“For each taxable transaction, the tax is 19 percent of the assessment basis,” says the Sales Tax Act. But it’s not that simple after all, hundreds of exceptions are regulated in detail below. The Federal Court of Auditors is pushing for a significant streamlining.
The Federal Audit Office sees an urgent need for reform of sales tax and recommends “fundamentally revising the catalog of tax reductions”. Further tax breaks should be avoided and existing concessions consistently abolished, write the examiners in a letter to the members of the Finance Committee in the Bundestag.
Specifically, the point is that some goods and services are exempt from the full tax rate, instead of the normal 19 percent, sales tax is 7 percent. This sometimes leads to regulations that are difficult to understand. For example, 19 percent sales tax has to be paid for hot coffee with a dash of milk. However, if the milk content is at least 75 percent, the sales tax is 7 percent. Excluded is a coffee with plant-based milk substitutes such as soy milk – here again 19 percent are due.

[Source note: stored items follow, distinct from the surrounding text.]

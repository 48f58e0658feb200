use std::net::{Ipv4Addr, SocketAddr};
use std::sync::Arc;

use axum::Router;
use hangar_core::{ReleaseCache, ReleaseSource};
use log::info;
use tokio::net::TcpListener;

use crate::config::Config;
use crate::routes;

/// State shared by every route handler.
#[derive(Clone)]
pub struct AppState {
    pub cache: ReleaseCache,
    pub source: Arc<dyn ReleaseSource>,
}

/// Build the update router over `state`.
///
/// Separate from [`run`] so integration tests can drive the router without
/// binding a socket.
pub fn router(state: AppState) -> Router {
    Router::new().merge(routes::update_routes()).with_state(state)
}

/// Bind the listener and serve until the process is terminated.
///
/// # Errors
/// Returns an error when the address cannot be bound or the accept loop
/// fails.
pub async fn run(config: &Config, state: AppState) -> std::io::Result<()> {
    let addr = SocketAddr::from((Ipv4Addr::UNSPECIFIED, config.port));
    let listener = TcpListener::bind(addr).await?;
    info!("Server on port {}", config.port);

    axum::serve(listener, router(state)).await
}
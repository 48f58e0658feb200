use serde::Serialize;
use std::fmt;
use thiserror::Error;

/// Failure produced by fetching or resolving release data from GitHub.
///
/// `GithubApi` covers everything that means "the upstream API returned
/// something invalid or was unreachable". `MissingReleasesFile` and
/// `TagNotSemver` are legitimate states of the latest release itself and get
/// a different HTTP mapping, so they are separate variants rather than tags.
#[derive(Debug, Clone, PartialEq, Eq, Serialize, Error)]
#[serde(tag = "type")]
pub enum FetchError {
    #[serde(rename = "GITHUB_API_ERROR")]
    #[error("github api error ({tag}): {message}")]
    GithubApi {
        tag: GithubApiErrorTag,
        message: String,
    },

    #[serde(rename = "MISSING_RELEASES_FILE")]
    #[error("latest release has no RELEASES file")]
    MissingReleasesFile,

    #[serde(rename = "TAG_NAME_DOESNT_FOLLOW_SEMVER_FORMAT")]
    #[error("release tag doesnt follow the semantic versioning format")]
    TagNotSemver,
}

/// Which upstream call went wrong inside a `FetchError::GithubApi`.
#[derive(Debug, Clone, Copy, PartialEq, Eq, Serialize)]
#[serde(rename_all = "SCREAMING_SNAKE_CASE")]
pub enum GithubApiErrorTag {
    InvalidResponseStatus,
    InvalidResponseData,
    GetReleasesFileFailed,
    GetAssetFailed,
}

impl fmt::Display for GithubApiErrorTag {
    fn fmt(&self, f: &mut fmt::Formatter<'_>) -> fmt::Result {
        match self {
            Self::InvalidResponseStatus => write!(f, "INVALID_RESPONSE_STATUS"),
            Self::InvalidResponseData => write!(f, "INVALID_RESPONSE_DATA"),
            Self::GetReleasesFileFailed => write!(f, "GET_RELEASES_FILE_FAILED"),
            Self::GetAssetFailed => write!(f, "GET_ASSET_FAILED"),
        }
    }
}

impl FetchError {
    pub fn github_api(tag: GithubApiErrorTag, message: impl Into<String>) -> Self {
        Self::GithubApi {
            tag,
            message: message.into(),
        }
    }

    pub fn invalid_response_data(message: impl Into<String>) -> Self {
        Self::github_api(GithubApiErrorTag::InvalidResponseData, message)
    }
}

“The annual tax benefit from the reduced sales tax rate is almost 35 billion euros,” says the report. The catalog of reductions also leads to delimitation difficulties, write the auditors, for example when it has to be determined “from when the swimming pool (reduced tax rate) becomes a fun pool (general tax rate)”. As early as 2010, the Federal Court of Auditors pointed out the urgent need for reform of the reduced VAT rate, according to Tuesday’s letter. “Instead of a sweeping reform, the catalog of tax reductions has been expanded.”